Are there any guidelines for encouraging vectorization?

Hi, so I've been trying to research SIMD instructions and I've learned that the compiler can automatically use SIMD instructions in some cases with the appropriate compiler flags (/arch:SSE2 for MSVC). And I've learned that it mainly does this when unrolling loops where there's no dependency between iterations. In a blog post I learned that at least in the 2012 version you had to use int or size_t in the for loop. It seems it can only use the SIMD instructions for math operations if you use the math.h functions.

Are there any other guidelines that you should follow for automatic vectorization?

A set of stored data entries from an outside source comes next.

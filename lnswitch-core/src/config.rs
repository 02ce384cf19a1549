//! Engine configuration.

use core::time::Duration;

use serde_derive::{Deserialize, Serialize};

use crate::util::status::{invalid_argument, Status};

/// Default batching interval for commitment signatures
pub const DEFAULT_COMMIT_INTERVAL: Duration = Duration::from_millis(50);
/// Upper bound on the batching interval
pub const MAX_COMMIT_INTERVAL: Duration = Duration::from_secs(3600);
/// Default timeout waiting for the counterparty's revocation
pub const DEFAULT_PENDING_COMMIT_INTERVAL: Duration = Duration::from_secs(60);
/// Upper bound on the pending commit timeout
pub const MAX_PENDING_COMMIT_INTERVAL: Duration = Duration::from_secs(300);
/// Default update count that forces an immediate commitment
pub const DEFAULT_COMMIT_BATCH_SIZE: u32 = 10;
/// Default cap on concurrent HTLCs offered to a peer
pub const DEFAULT_REMOTE_MAX_HTLCS: u16 = 483;
/// Default cap on the CLTV expiry of outgoing HTLCs, about two weeks
pub const DEFAULT_MAX_OUTGOING_CLTV_EXPIRY: u32 = 2016;
/// Default cap on commitment fee plus dust exposure, 0.005 BTC
pub const DEFAULT_MAX_FEE_EXPOSURE_MSAT: u64 = 500_000_000;
/// Default time a queued forward may wait for its link before expiring
pub const DEFAULT_MAILBOX_DELIVERY_TIMEOUT: Duration = Duration::from_secs(60);
/// Default timeout for a quiescence negotiation to complete
pub const DEFAULT_QUIESCENCE_TIMEOUT: Duration = Duration::from_secs(60);

/// Tuning knobs for the switch and its links.
///
/// [`SwitchConfig::validate`] must pass before the switch is started.
#[derive(Clone, Debug, Serialize, Deserialize)]
pub struct SwitchConfig {
    /// Maximum time updates are batched before a commitment is signed
    pub commit_interval: Duration,
    /// How long to wait for a revocation before the peer is disconnected
    pub pending_commit_interval: Duration,
    /// Update count that forces an immediate commitment signature
    pub commit_batch_size: u32,
    /// Maximum concurrent HTLCs offered on a single channel
    pub remote_max_htlcs: u16,
    /// Reject forwards whose outgoing CLTV is more than this far in the
    /// future
    pub max_outgoing_cltv_expiry: u32,
    /// Cap on commitment fee plus dust exposure per channel
    pub max_fee_exposure_msat: u64,
    /// How long a queued forward may wait for an offline link
    pub mailbox_delivery_timeout: Duration,
    /// How long a quiescence negotiation may take before the peer is
    /// disconnected
    pub quiescence_timeout: Duration,
}

impl Default for SwitchConfig {
    fn default() -> Self {
        SwitchConfig {
            commit_interval: DEFAULT_COMMIT_INTERVAL,
            pending_commit_interval: DEFAULT_PENDING_COMMIT_INTERVAL,
            commit_batch_size: DEFAULT_COMMIT_BATCH_SIZE,
            remote_max_htlcs: DEFAULT_REMOTE_MAX_HTLCS,
            max_outgoing_cltv_expiry: DEFAULT_MAX_OUTGOING_CLTV_EXPIRY,
            max_fee_exposure_msat: DEFAULT_MAX_FEE_EXPOSURE_MSAT,
            mailbox_delivery_timeout: DEFAULT_MAILBOX_DELIVERY_TIMEOUT,
            quiescence_timeout: DEFAULT_QUIESCENCE_TIMEOUT,
        }
    }
}

impl SwitchConfig {
    /// Check the configured values against their hard bounds
    pub fn validate(&self) -> Result<(), Status> {
        if self.commit_interval.is_zero() {
            return Err(invalid_argument("commit_interval must be positive"));
        }
        if self.commit_interval > MAX_COMMIT_INTERVAL {
            return Err(invalid_argument(format!(
                "commit_interval {:?} exceeds maximum {:?}",
                self.commit_interval, MAX_COMMIT_INTERVAL
            )));
        }
        if self.pending_commit_interval.is_zero() {
            return Err(invalid_argument("pending_commit_interval must be positive"));
        }
        if self.pending_commit_interval > MAX_PENDING_COMMIT_INTERVAL {
            return Err(invalid_argument(format!(
                "pending_commit_interval {:?} exceeds maximum {:?}",
                self.pending_commit_interval, MAX_PENDING_COMMIT_INTERVAL
            )));
        }
        if self.commit_batch_size == 0 {
            return Err(invalid_argument("commit_batch_size must be positive"));
        }
        if self.remote_max_htlcs == 0 || self.remote_max_htlcs > DEFAULT_REMOTE_MAX_HTLCS {
            return Err(invalid_argument(format!(
                "remote_max_htlcs {} out of range 1..={}",
                self.remote_max_htlcs, DEFAULT_REMOTE_MAX_HTLCS
            )));
        }
        if self.max_outgoing_cltv_expiry == 0 {
            return Err(invalid_argument("max_outgoing_cltv_expiry must be positive"));
        }
        if self.max_fee_exposure_msat == 0 {
            return Err(invalid_argument("max_fee_exposure_msat must be positive"));
        }
        Ok(())
    }
}

#[cfg(test)]
mod tests {
    use super::*;

    #[test]
    fn default_config_is_valid_test() {
        SwitchConfig::default().validate().unwrap();
    }

    #[test]
    fn commit_interval_bounds_test() {
        let mut config = SwitchConfig::default();
        config.commit_interval = Duration::ZERO;
        assert!(config.validate().is_err());
        config.commit_interval = MAX_COMMIT_INTERVAL + Duration::from_secs(1);
        assert!(config.validate().is_err());
        config.commit_interval = MAX_COMMIT_INTERVAL;
        config.validate().unwrap();
    }

    #[test]
    fn remote_max_htlcs_bounds_test() {
        let mut config = SwitchConfig::default();
        config.remote_max_htlcs = 0;
        assert!(config.validate().is_err());
        config.remote_max_htlcs = DEFAULT_REMOTE_MAX_HTLCS + 1;
        assert!(config.validate().is_err());
    }
}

Edited by Bozemoto on Reason: Initial post
Yes, autovecorization is mostly for loops. MSVC does autovec when it can figure out access pattern. In simplest case where you have i'th element processed in loop, it will work pretty well. The operations doesn't need to be math.h functions. It works fine for just arithmetic. Here's an example: https://godbolt.org/g/o4w1nT Lines 35-50 in assembly contains vector mul/add.

It works fine also for sin/cos and similar function (contrary to what Casey said two weeks ago that MSVC doesn't do vector cos and sin, it does this now starting with MSVC2010 if I'm not mistaken): https://godbolt.org/g/QePfyW You can see line 38 contains call to 4-wide cosf builtin-function __vdecl_cosf4.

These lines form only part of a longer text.